2. The display panel according to claim 1, wherein the compensation unit comprises a plurality of first compensation circuits connected in series, wherein a load amount of each of the first compensation circuits is the same as a load amount of each of the pixel units; the first display area is provided with a groove area without the pixel units, the orthographic projection of the groove area on the display panel substrate along the extending direction of the scanning line is provided with a side edge with the minimum width, and the number of the pixel units in the second display area corresponding to the side edge with the minimum width is the same as that of the first compensation circuits.

3. The display panel according to claim 2, wherein the number of pixel units connected to each of the scan lines in the first display region is the same, the number of the first compensation circuits is a first number, the number of pixel units connected to one of the scan lines in the first display region is a second number, the number of pixel units connected to one of the scan lines in the second display region is a third number, and a sum of the first number and the second number is equal to the third number.

4. The display panel according to claim 2, wherein the number of the pixel units connected to each of the scan lines in the first display region is different, the first display region further includes second compensation circuits connected to the scan lines, and a load amount of each of the second compensation circuits is the same as a load amount of each of the pixel units; the number of the first compensation circuits is a first number, the number of pixel units connected to one of the scanning lines in the first display region is a second number, the number of pixel units connected to one of the scanning lines in the second display region is a third number, the number of the second compensation circuits is a fourth number, and the sum of the first number, the second number and the fourth number is equal to the third number.

5. The display panel according to claim 4, wherein the control switch and the second compensation circuit are located at a side of the trench region near the first display region, and the compensation unit is located at a side of the trench region near the second display region.

6. The display panel according to claim 2, wherein the first compensation circuit includes resistors and capacitors, each of the resistors is connected in series, one end of each of the capacitors is connected between two adjacent resistors, and the other end of each of the capacitors is grounded; one end of the resistor close to the control switches is connected with the first poles of all the control switches; and the grid electrode and the second pole of each control switch are connected with the scanning line of the corresponding row.

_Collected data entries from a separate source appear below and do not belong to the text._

//! # Linear expressions
//!
//! Expressions have the form `a0*x0 + a1*x1 + ... + c`, where the `x`s are
//! keys (user variables, or tableau symbols inside the solver), the `a`s are
//! nonzero coefficients, and `c` is a constant. The type is generic over the
//! key so that the same arithmetic serves both the public API and the
//! tableau rows.
//!
//! Terms whose coefficient lands within epsilon of zero are pruned on every
//! update, so the term map never carries dead weight.
use std::collections::HashMap;
use std::hash::Hash;
use std::ops::{Add, AddAssign, Div, DivAssign, Mul, MulAssign, Neg, Sub, SubAssign};

use crate::data::precision::near_zero;
use crate::error::Error;

/// A linear combination of keys plus a constant.
#[derive(Clone, Debug, Default)]
pub struct Expression<K> {
    constant: f64,
    terms: HashMap<K, f64>,
}

impl<K: Eq + Hash> PartialEq for Expression<K> {
    fn eq(&self, other: &Self) -> bool {
        self.constant == other.constant && self.terms == other.terms
    }
}

impl<K> Expression<K> {
    /// A constant expression without any terms.
    pub fn new(constant: f64) -> Self {
        Expression {
            constant,
            terms: HashMap::new(),
        }
    }

    /// The constant part `c`.
    pub fn constant(&self) -> f64 {
        self.constant
    }

    /// Replace the constant part.
    pub fn set_constant(&mut self, constant: f64) {
        self.constant = constant;
    }

    /// Shift the constant part by `delta` and return the new constant.
    pub fn add_constant(&mut self, delta: f64) -> f64 {
        self.constant += delta;
        self.constant
    }

    /// All terms and their coefficients.
    pub fn terms(&self) -> &HashMap<K, f64> {
        &self.terms
    }

    /// Whether the expression consists of the constant alone.
    pub fn is_constant(&self) -> bool {
        self.terms.is_empty()
    }

    /// Whether there are no terms and the constant is zero.
    pub fn is_empty(&self) -> bool {
        self.is_constant() && self.constant == 0.0
    }

    fn scale(&mut self, factor: f64) {
        self.constant *= factor;
        for coefficient in self.terms.values_mut() {
            *coefficient *= factor;
        }
    }
}

impl<K: Eq + Hash + Clone> Expression<K> {
    /// An expression holding a single term.
    pub fn with_term(key: K, coefficient: f64) -> Self {
        let mut expression = Expression::new(0.0);
        expression.add_term(key, coefficient);
        expression
    }

    /// The coefficient of `key`, or zero if `key` does not occur.
    pub fn coefficient(&self, key: &K) -> f64 {
        self.terms.get(key).copied().unwrap_or(0.0)
    }

    /// Add `coefficient * key`, merging with an existing term for `key`.
    /// The term is erased if the resulting coefficient is almost zero.
    pub fn add_term(&mut self, key: K, coefficient: f64) {
        let updated = {
            let entry = self.terms.entry(key.clone()).or_insert(0.0);
            *entry += coefficient;
            *entry
        };
        if near_zero(updated) {
            self.terms.remove(&key);
        }
    }

    /// Remove the term for `key`, if any.
    pub fn erase(&mut self, key: &K) {
        self.terms.remove(key);
    }

    /// Add `factor` times another expression.
    pub fn add_scaled(&mut self, other: &Self, factor: f64) {
        self.constant += factor * other.constant;
        for (key, coefficient) in &other.terms {
            self.add_term(key.clone(), factor * coefficient);
        }
    }

    /// Replace `key` with an equivalent expression.
    ///
    /// If `key` occurs with coefficient `m`, it is removed and `m * expr` is
    /// added instead. Returns whether `key` occurred at all.
    pub fn substitute_out(&mut self, key: &K, expr: &Self) -> bool {
        match self.terms.remove(key) {
            Some(multiplier) => {
                self.add_scaled(expr, multiplier);
                true
            }
            None => false,
        }
    }

    /// Solve the equation `self == 0` for `key`.
    ///
    /// Given `c + m*key + R == 0` the expression is rewritten in place to
    /// `-c/m - R/m`, the right-hand side of `key = ...`. Fails if `key` has
    /// no term.
    pub fn solve_for(&mut self, key: &K) -> Result<(), Error> {
        let coefficient = self
            .terms
            .remove(key)
            .ok_or(Error::Internal("cannot solve for a missing term"))?;
        self.scale(-1.0 / coefficient);
        Ok(())
    }

    /// Solve `lhs == self` for `rhs`.
    ///
    /// The expression currently defines `lhs`; afterwards it defines `rhs`,
    /// with `lhs` moved to the right-hand side. This is the pivot primitive:
    /// `rhs` enters the basis and `lhs` leaves it.
    pub fn solve_for_pair(&mut self, lhs: K, rhs: &K) -> Result<(), Error> {
        self.add_term(lhs, -1.0);
        self.solve_for(rhs)
    }

    /// Re-express `old == self` (where `new` occurs in `self`) as
    /// `new == self'` with `old` on the right-hand side.
    pub fn change_subject(&mut self, old: K, new: &K) -> Result<(), Error> {
        if old == *new {
            return Ok(());
        }
        let coefficient = self
            .terms
            .remove(new)
            .ok_or(Error::Internal("new subject does not occur in expression"))?;
        let reciprocal = 1.0 / coefficient;
        self.scale(-reciprocal);
        self.terms.insert(old, reciprocal);
        Ok(())
    }

    /// Multiply two expressions. Legal only when at least one of them is
    /// constant; anything else would leave the linear domain.
    pub fn try_mul(&self, other: &Self) -> Result<Self, Error> {
        if self.is_constant() {
            Ok(other.clone() * self.constant)
        } else if other.is_constant() {
            Ok(self.clone() * other.constant)
        } else {
            Err(Error::Nonlinear)
        }
    }

    /// Divide by another expression, which must be constant.
    pub fn try_div(&self, other: &Self) -> Result<Self, Error> {
        if other.is_constant() {
            Ok(self.clone() / other.constant)
        } else {
            Err(Error::Nonlinear)
        }
    }
}

impl<K: Eq + Hash + Clone> MulAssign<f64> for Expression<K> {
    fn mul_assign(&mut self, factor: f64) {
        self.scale(factor);
    }
}

impl<K: Eq + Hash + Clone> Mul<f64> for Expression<K> {
    type Output = Expression<K>;

    fn mul(mut self, factor: f64) -> Expression<K> {
        self *= factor;
        self
    }
}

impl<K: Eq + Hash + Clone> DivAssign<f64> for Expression<K> {
    fn div_assign(&mut self, divisor: f64) {
        self.scale(1.0 / divisor);
    }
}

impl<K: Eq + Hash + Clone> Div<f64> for Expression<K> {
    type Output = Expression<K>;

    fn div(mut self, divisor: f64) -> Expression<K> {
        self /= divisor;
        self
    }
}

impl<K: Eq + Hash + Clone> Neg for Expression<K> {
    type Output = Expression<K>;

    fn neg(mut self) -> Expression<K> {
        self.scale(-1.0);
        self
    }
}

impl<K: Eq + Hash + Clone> AddAssign<f64> for Expression<K> {
    fn add_assign(&mut self, constant: f64) {
        self.constant += constant;
    }
}

impl<K: Eq + Hash + Clone> SubAssign<f64> for Expression<K> {
    fn sub_assign(&mut self, constant: f64) {
        self.constant -= constant;
    }
}

impl<K: Eq + Hash + Clone> AddAssign<&Expression<K>> for Expression<K> {
    fn add_assign(&mut self, other: &Expression<K>) {
        self.add_scaled(other, 1.0);
    }
}

impl<K: Eq + Hash + Clone> SubAssign<&Expression<K>> for Expression<K> {
    fn sub_assign(&mut self, other: &Expression<K>) {
        self.add_scaled(other, -1.0);
    }
}

impl<K: Eq + Hash + Clone> Add<&Expression<K>> for Expression<K> {
    type Output = Expression<K>;

    fn add(mut self, other: &Expression<K>) -> Expression<K> {
        self += other;
        self
    }
}

impl<K: Eq + Hash + Clone> Add<Expression<K>> for Expression<K> {
    type Output = Expression<K>;

    fn add(self, other: Expression<K>) -> Expression<K> {
        self + &other
    }
}

impl<K: Eq + Hash + Clone> Sub<&Expression<K>> for Expression<K> {
    type Output = Expression<K>;

    fn sub(mut self, other: &Expression<K>) -> Expression<K> {
        self -= other;
        self
    }
}

impl<K: Eq + Hash + Clone> Sub<Expression<K>> for Expression<K> {
    type Output = Expression<K>;

    fn sub(self, other: Expression<K>) -> Expression<K> {
        self - &other
    }
}

impl<K: Eq + Hash + Clone> Add<f64> for Expression<K> {
    type Output = Expression<K>;

    fn add(mut self, constant: f64) -> Expression<K> {
        self += constant;
        self
    }
}

impl<K: Eq + Hash + Clone> Sub<f64> for Expression<K> {
    type Output = Expression<K>;

    fn sub(mut self, constant: f64) -> Expression<K> {
        self -= constant;
        self
    }
}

7. The display panel according to claim 2, wherein the display panel is dual-edge driven, each of the scan lines in the first display region is symmetrically disconnected by the trench region, and the first display region includes two sets of the control switches and the compensation units, which are symmetrically arranged.

8. The display panel according to claim 2, wherein the display panel is single-side driven, each of the scan lines in the first display region is disposed around the trench region, and only one set of the control switch and the compensation unit is included in the first display region.

9. A display device characterized by comprising the display panel according to any one of claims 1 to 8.

10. A driving method of the display panel according to any one of claims 1 to 8, comprising:

when displaying, in the first display area, the scanning lines are controlled to input scanning signals line by line, the control switches connected with the scanning lines in each line are turned on line by line and are conducted with the compensation unit, so that load compensation is performed on the first display area through the compensation unit.